We are an iMac user since Apple aimed “to connect everyone to the Library of Alexandria.” Steve Jobs was the favored dartboard image to many who took exception to his management style and esoteric creative bent; the other Steve of the techie side of the company, Wozniak, is the cuddly notable of the tinkering duo at a Los Altos garage before Menlo Park and Silicon Valley became famous IT centers.
Clear in Isaacson’s narration is the dichotomy in personal computers of one that is left open like the PC of Windows so the laissez faire of the marketplace determines directions, against the fastidious Apple OS design that promotes intentionality in the marriage of aesthetic and function before the market’s bottom line.
Microsoft of Bill Gates represented the first while Steve Jobs’ Apple the second. Both exercised strong leadership roles at head office but Microsoft harkened to market research and the clamor of the stock market for substantial profit. He served the market well. He took it for a ride all the way to the bank.

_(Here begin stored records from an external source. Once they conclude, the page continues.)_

//! # skillflow
//!
//! Execution core for pipelines built out of self-contained units of work
//! called *skills*.
//!
//! A skill takes a [`SkillInput`] and answers with a [`SkillOutput`] whose
//! code tells the driver what to do next: `200` continue, `300` pause for
//! user input, `400` recoverable failure, `500` fatal failure.
//!
//! ## Features
//!
//! - **Registry**: skills keyed by name, indexed by category, searchable
//! - **Executor**: per-attempt timeout, execution-level retry, lifecycle hooks and events
//! - **Composer**: sequence, parallel, conditional and loop combinators
//! - **Workflows**: step graphs with pause, resume and persisted execution records
//! - **Utilities**: a TTL/LRU [`Cache`] and an exponential-backoff [`RetryStrategy`]
//!
//! ## Quick Start
//!
//! ```rust
//! use skillflow::prelude::*;
//! use async_trait::async_trait;
//! use std::sync::Arc;
//!
//! define_skill!(Collect, "collect", "requirements");
//! define_skill!(Analyze, "analyze", "analysis");
//!
//! #[async_trait]
//! impl Skill for Collect {
//!     fn meta(&self) -> &SkillMeta { &self.meta }
//!
//!     async fn execute(&self, input: &SkillInput) -> Result<SkillOutput, SkillError> {
//!         match input.context.get("goal") {
//!             Some(goal) => Ok(SkillOutput::success("collected").with_data("requirements", goal.clone())),
//!             None => Ok(SkillOutput::needs_input("What should be built?")),
//!         }
//!     }
//! }
//!
//! #[async_trait]
//! impl Skill for Analyze {
//!     fn meta(&self) -> &SkillMeta { &self.meta }
//!
//!     async fn execute(&self, _input: &SkillInput) -> Result<SkillOutput, SkillError> {
//!         Ok(SkillOutput::success("analyzed").with_data("analysis", "ok".into()))
//!     }
//! }
//!
//! # #[tokio::main]
//! # async fn main() {
//! let mut registry = SkillRegistry::new();
//! registry.register(Collect::default()).expect("unique name");
//! registry.register(Analyze::default()).expect("unique name");
//!
//! let engine = WorkflowExecutor::new(
//!     Arc::new(SkillExecutor::new(Arc::new(registry))),
//!     Arc::new(InMemoryStateStore::new()),
//! );
//!
//! let workflow = WorkflowDefinition::new("delivery", "collect")
//!     .step(WorkflowStep::for_skill("collect").on_success("analyze"))
//!     .step(WorkflowStep::for_skill("analyze"));
//!
//! let out = engine.execute(&workflow, SkillInput::new("t-1", "build a CLI")).await;
//! assert_eq!(out.code, OutputCode::NeedsInput);
//!
//! let mut answer = ValueMap::new();
//! answer.insert("goal".into(), "a todo CLI".into());
//! let out = engine.continue_with("t-1", answer).await;
//! assert_eq!(out.code, OutputCode::Success);
//! # }
//! ```
//!
//! Note that the paused step is not re-run: the pause happens after
//! `collect` answered `300`, and the run resumes at its `on_success`
//! target.
//!
//! ## Error Handling
//!
//! Public entry points never panic and never return `Err`; failures come
//! back as fatal outputs with a stable tag in `data.error` (see [`codes`]).
//!
//! ```rust
//! use skillflow::prelude::*;
//! use std::sync::Arc;
//!
//! # #[tokio::main]
//! # async fn main() {
//! let executor = SkillExecutor::new(Arc::new(SkillRegistry::new()));
//! let out = executor.execute("deploy", SkillInput::new("t-1", "ship")).await;
//!
//! match out.error_code() {
//!     Some(skillflow::codes::SKILL_NOT_FOUND) => eprintln!("{}", out.message),
//!     other => eprintln!("unexpected: {:?}", other),
//! }
//! # }
//! ```

pub mod codes;
mod cache;
mod composer;
mod config;
mod engine;
mod error;
mod executor;
mod registry;
mod retry;
mod state;

pub mod prelude;

pub use cache::{Cache, CacheStats, KeyPattern};
pub use composer::{SequenceOptions, SkillComposer};
pub use config::{CacheConfig, EngineConfig, ExecutorConfig, RetryConfig, WorkflowConfig};
pub use engine::WorkflowExecutor;
pub use error::{ConfigError, RegistryError, RetryConfigError, StateError};
pub use executor::{AfterHook, BeforeHook, ErrorHook, ExecuteOptions, SkillEvent, SkillExecutor};
pub use registry::{RegistryStats, SkillRegistry};
pub use retry::{Classify, RetryFailure, RetryOutcome, RetryStrategy};
pub use state::{InMemoryStateStore, StateStore};

pub use skillflow_core::{
    validator, value, ContractError, ErrorKind, ExecutionStatus, OutputCode, ReadOnlyContext,
    Skill, SkillContext, SkillError, SkillInput, SkillMeta, SkillOutput, StepName, StepRecord,
    TaskSpec, Value, ValueMap, WorkflowDefinition, WorkflowError, WorkflowExecution,
    WorkflowStep,
};

/// Defines a skill struct carrying its [`SkillMeta`].
///
/// The struct gets:
/// - a private `meta` field built from the given name and category
/// - `const NAME: &'static str`
/// - `Debug` derive and a `Default` implementation
///
/// # Example
///
/// ```rust
/// use skillflow::define_skill;
///
/// define_skill!(Lint, "lint", "testing");
/// assert_eq!(Lint::NAME, "lint");
/// ```
#[macro_export]
macro_rules! define_skill {
    ($name:ident, $skill:literal, $category:literal) => {
        #[derive(Debug)]
        pub struct $name {
            meta: $crate::SkillMeta,
        }

        impl $name {
            /// Skill name as a compile-time constant
            #[allow(dead_code)]
            pub const NAME: &'static str = $skill;
        }

        impl Default for $name {
            fn default() -> Self {
                Self {
                    meta: $crate::SkillMeta::new($skill, $category),
                }
            }
        }
    };
}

Vision coupled to mission, engineering guided by design, was Apple’s simultaneous forte and Achilles heel. It developed incredible products, letting the engineers be subservient to the imagination of designers, skewing deadlines and costs until Jobs is satisfied, making simple elegance concomitant to affordability. Microsoft kept the bank happy in the short run; Apple took a bundle to Ireland’s tax haven while at the cutting edge of cyberspace technology.
Corporate boards stick to the Microsoft model; entrepreneurs are disciples to Jobs’ refusal to let company divisions stray from central control. Operationally, the dichotomy is false. Mercurial Steve Jobs, compared to the affable Bill Gates (who had enough sense to marry fair Melinda), just happens to be a more controversial person, and thereby a better copy, for press coverage.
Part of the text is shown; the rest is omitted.